Problem details:
All the entries that follow must be written out again exactly.

[Information shown]

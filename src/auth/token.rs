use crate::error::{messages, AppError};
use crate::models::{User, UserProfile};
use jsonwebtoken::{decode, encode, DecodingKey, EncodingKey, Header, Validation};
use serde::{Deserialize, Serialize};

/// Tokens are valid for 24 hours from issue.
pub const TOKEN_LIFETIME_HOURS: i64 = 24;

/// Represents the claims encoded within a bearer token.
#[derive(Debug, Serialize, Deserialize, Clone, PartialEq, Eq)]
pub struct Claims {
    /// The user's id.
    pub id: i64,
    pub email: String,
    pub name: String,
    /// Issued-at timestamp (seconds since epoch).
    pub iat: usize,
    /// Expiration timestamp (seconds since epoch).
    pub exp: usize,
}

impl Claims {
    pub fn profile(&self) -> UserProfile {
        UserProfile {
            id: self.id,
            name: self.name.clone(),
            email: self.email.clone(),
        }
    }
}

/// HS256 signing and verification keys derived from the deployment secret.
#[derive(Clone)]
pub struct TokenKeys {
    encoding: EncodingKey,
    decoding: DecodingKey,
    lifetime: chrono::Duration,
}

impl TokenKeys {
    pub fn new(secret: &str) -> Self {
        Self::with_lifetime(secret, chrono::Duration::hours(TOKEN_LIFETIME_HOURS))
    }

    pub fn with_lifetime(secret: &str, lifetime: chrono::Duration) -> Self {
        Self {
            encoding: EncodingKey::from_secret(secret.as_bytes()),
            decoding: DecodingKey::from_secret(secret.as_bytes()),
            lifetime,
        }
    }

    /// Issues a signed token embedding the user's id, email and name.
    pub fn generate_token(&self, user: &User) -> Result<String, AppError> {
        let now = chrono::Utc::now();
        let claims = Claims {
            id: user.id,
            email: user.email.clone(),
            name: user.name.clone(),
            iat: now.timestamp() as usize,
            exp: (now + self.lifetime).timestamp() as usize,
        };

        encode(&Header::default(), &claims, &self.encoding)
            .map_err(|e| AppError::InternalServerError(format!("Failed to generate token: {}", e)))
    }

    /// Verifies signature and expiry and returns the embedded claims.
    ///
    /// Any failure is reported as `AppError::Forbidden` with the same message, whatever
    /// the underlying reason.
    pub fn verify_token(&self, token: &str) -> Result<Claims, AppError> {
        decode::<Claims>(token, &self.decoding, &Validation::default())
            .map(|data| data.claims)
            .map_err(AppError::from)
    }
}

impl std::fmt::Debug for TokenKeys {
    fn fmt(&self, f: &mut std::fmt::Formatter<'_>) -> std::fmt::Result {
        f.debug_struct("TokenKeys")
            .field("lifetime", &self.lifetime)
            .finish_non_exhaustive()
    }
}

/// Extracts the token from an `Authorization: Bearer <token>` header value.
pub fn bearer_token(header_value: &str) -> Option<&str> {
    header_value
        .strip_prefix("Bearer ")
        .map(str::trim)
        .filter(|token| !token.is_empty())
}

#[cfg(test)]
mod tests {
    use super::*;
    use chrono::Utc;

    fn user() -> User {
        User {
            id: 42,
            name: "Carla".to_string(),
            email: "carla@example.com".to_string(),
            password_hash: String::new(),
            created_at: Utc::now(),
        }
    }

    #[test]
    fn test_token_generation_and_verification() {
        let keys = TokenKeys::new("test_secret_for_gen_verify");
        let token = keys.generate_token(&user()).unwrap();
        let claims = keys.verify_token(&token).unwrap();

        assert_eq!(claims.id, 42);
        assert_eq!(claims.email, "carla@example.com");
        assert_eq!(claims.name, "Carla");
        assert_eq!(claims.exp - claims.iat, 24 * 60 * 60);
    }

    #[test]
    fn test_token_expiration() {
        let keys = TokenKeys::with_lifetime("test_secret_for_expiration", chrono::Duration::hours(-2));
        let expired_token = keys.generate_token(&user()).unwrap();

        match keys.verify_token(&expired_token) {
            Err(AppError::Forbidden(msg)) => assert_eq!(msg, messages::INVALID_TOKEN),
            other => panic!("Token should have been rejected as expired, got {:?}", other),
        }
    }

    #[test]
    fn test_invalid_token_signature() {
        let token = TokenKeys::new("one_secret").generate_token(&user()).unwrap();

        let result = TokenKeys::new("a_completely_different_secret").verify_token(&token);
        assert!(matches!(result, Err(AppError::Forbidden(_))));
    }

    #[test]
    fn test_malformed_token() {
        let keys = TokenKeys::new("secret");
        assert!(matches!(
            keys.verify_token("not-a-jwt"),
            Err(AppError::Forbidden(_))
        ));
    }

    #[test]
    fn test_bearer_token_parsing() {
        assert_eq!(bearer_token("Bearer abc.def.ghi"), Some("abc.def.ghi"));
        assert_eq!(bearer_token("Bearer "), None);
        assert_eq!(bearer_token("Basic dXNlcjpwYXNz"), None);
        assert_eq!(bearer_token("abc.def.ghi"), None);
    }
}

[/Information shown]

Completed exercise:
filename src/auth/token.rs
use crate::error::{messages, AppError};
use crate::models::{User, UserProfile};
use jsonwebtoken::{decode, encode, DecodingKey, EncodingKey, Header, Validation};
use serde::{Deserialize, Serialize};

/// Tokens are valid for 24 hours from issue.
pub const TOKEN_LIFETIME_HOURS: i64 = 24;

/// Represents the claims encoded within a bearer token.
#[derive(Debug, Serialize, Deserialize, Clone, PartialEq, Eq)]
pub struct Claims {
    /// The user's id.
    pub id: i64,
    pub email: String,
    pub name: String,
    /// Issued-at timestamp (seconds since epoch).
    pub iat: usize,
    /// Expiration timestamp (seconds since epoch).
    pub exp: usize,
}

impl Claims {
    pub fn profile(&self) -> UserProfile {
        UserProfile {
            id: self.id,
            name: self.name.clone(),
            email: self.email.clone(),
        }
    }
}

/// HS256 signing and verification keys derived from the deployment secret.
#[derive(Clone)]
pub struct TokenKeys {
    encoding: EncodingKey,
    decoding: DecodingKey,
    lifetime: chrono::Duration,
}

impl TokenKeys {
    pub fn new(secret: &str) -> Self {
        Self::with_lifetime(secret, chrono::Duration::hours(TOKEN_LIFETIME_HOURS))
    }

    pub fn with_lifetime(secret: &str, lifetime: chrono::Duration) -> Self {
        Self {
            encoding: EncodingKey::from_secret(secret.as_bytes()),
            decoding: DecodingKey::from_secret(secret.as_bytes()),
            lifetime,
        }
    }

    /// Issues a signed token embedding the user's id, email and name.
    pub fn generate_token(&self, user: &User) -> Result<String, AppError> {
        let now = chrono::Utc::now();
        let claims = Claims {
            id: user.id,
            email: user.email.clone(),
            name: user.name.clone(),
            iat: now.timestamp() as usize,
            exp: (now + self.lifetime).timestamp() as usize,
        };

        encode(&Header::default(), &claims, &self.encoding)
            .map_err(|e| AppError::InternalServerError(format!("Failed to generate token: {}", e)))
    }

    /// Verifies signature and expiry and returns the embedded claims.
    ///
    /// Any failure is reported as `AppError::Forbidden` with the same message, whatever
    /// the underlying reason.
    pub fn verify_token(&self, token: &str) -> Result<Claims, AppError> {
        decode::<Claims>(token, &self.decoding, &Validation::default())
            .map(|data| data.claims)
            .map_err(AppError::from)
    }
}

impl std::fmt::Debug for TokenKeys {
    fn fmt(&self, f: &mut std::fmt::Formatter<'_>) -> std::fmt::Result {
        f.debug_struct("TokenKeys")
            .field("lifetime", &self.lifetime)
            .finish_non_exhaustive()
    }
}

/// Extracts the token from an `Authorization: Bearer <token>` header value.
pub fn bearer_token(header_value: &str) -> Option<&str> {
    header_value
        .strip_prefix("Bearer ")
        .map(str::trim)
        .filter(|token| !token.is_empty())
}

#[cfg(test)]
mod tests {
    use super::*;
    use chrono::Utc;

    fn user() -> User {
        User {
            id: 42,
            name: "Carla".to_string(),
            email: "carla@example.com".to_string(),
            password_hash: String::new(),
            created_at: Utc::now(),
        }
    }

    #[test]
    fn test_token_generation_and_verification() {
        let keys = TokenKeys::new("test_secret_for_gen_verify");
        let token = keys.generate_token(&user()).unwrap();
        let claims = keys.verify_token(&token).unwrap();

        assert_eq!(claims.id, 42);
        assert_eq!(claims.email, "carla@example.com");
        assert_eq!(claims.name, "Carla");
        assert_eq!(claims.exp - claims.iat, 24 * 60 * 60);
    }

    #[test]
    fn test_token_expiration() {
        let keys = TokenKeys::with_lifetime("test_secret_for_expiration", chrono::Duration::hours(-2));
        let expired_token = keys.generate_token(&user()).unwrap();

        match keys.verify_token(&expired_token) {
            Err(AppError::Forbidden(msg)) => assert_eq!(msg, messages::INVALID_TOKEN),
            other => panic!("Token should have been rejected as expired, got {:?}", other),
        }
    }

    #[test]
    fn test_invalid_token_signature() {
        let token = TokenKeys::new("one_secret").generate_token(&user()).unwrap();

        let result = TokenKeys::new("a_completely_different_secret").verify_token(&token);
        assert!(matches!(result, Err(AppError::Forbidden(_))));
    }

    #[test]
    fn test_malformed_token() {
        let keys = TokenKeys::new("secret");
        assert!(matches!(
            keys.verify_token("not-a-jwt"),
            Err(AppError::Forbidden(_))
        ));
    }

    #[test]
    fn test_bearer_token_parsing() {
        assert_eq!(bearer_token("Bearer abc.def.ghi"), Some("abc.def.ghi"));
        assert_eq!(bearer_token("Bearer "), None);
        assert_eq!(bearer_token("Basic dXNlcjpwYXNz"), None);
        assert_eq!(bearer_token("abc.def.ghi"), None);
    }
}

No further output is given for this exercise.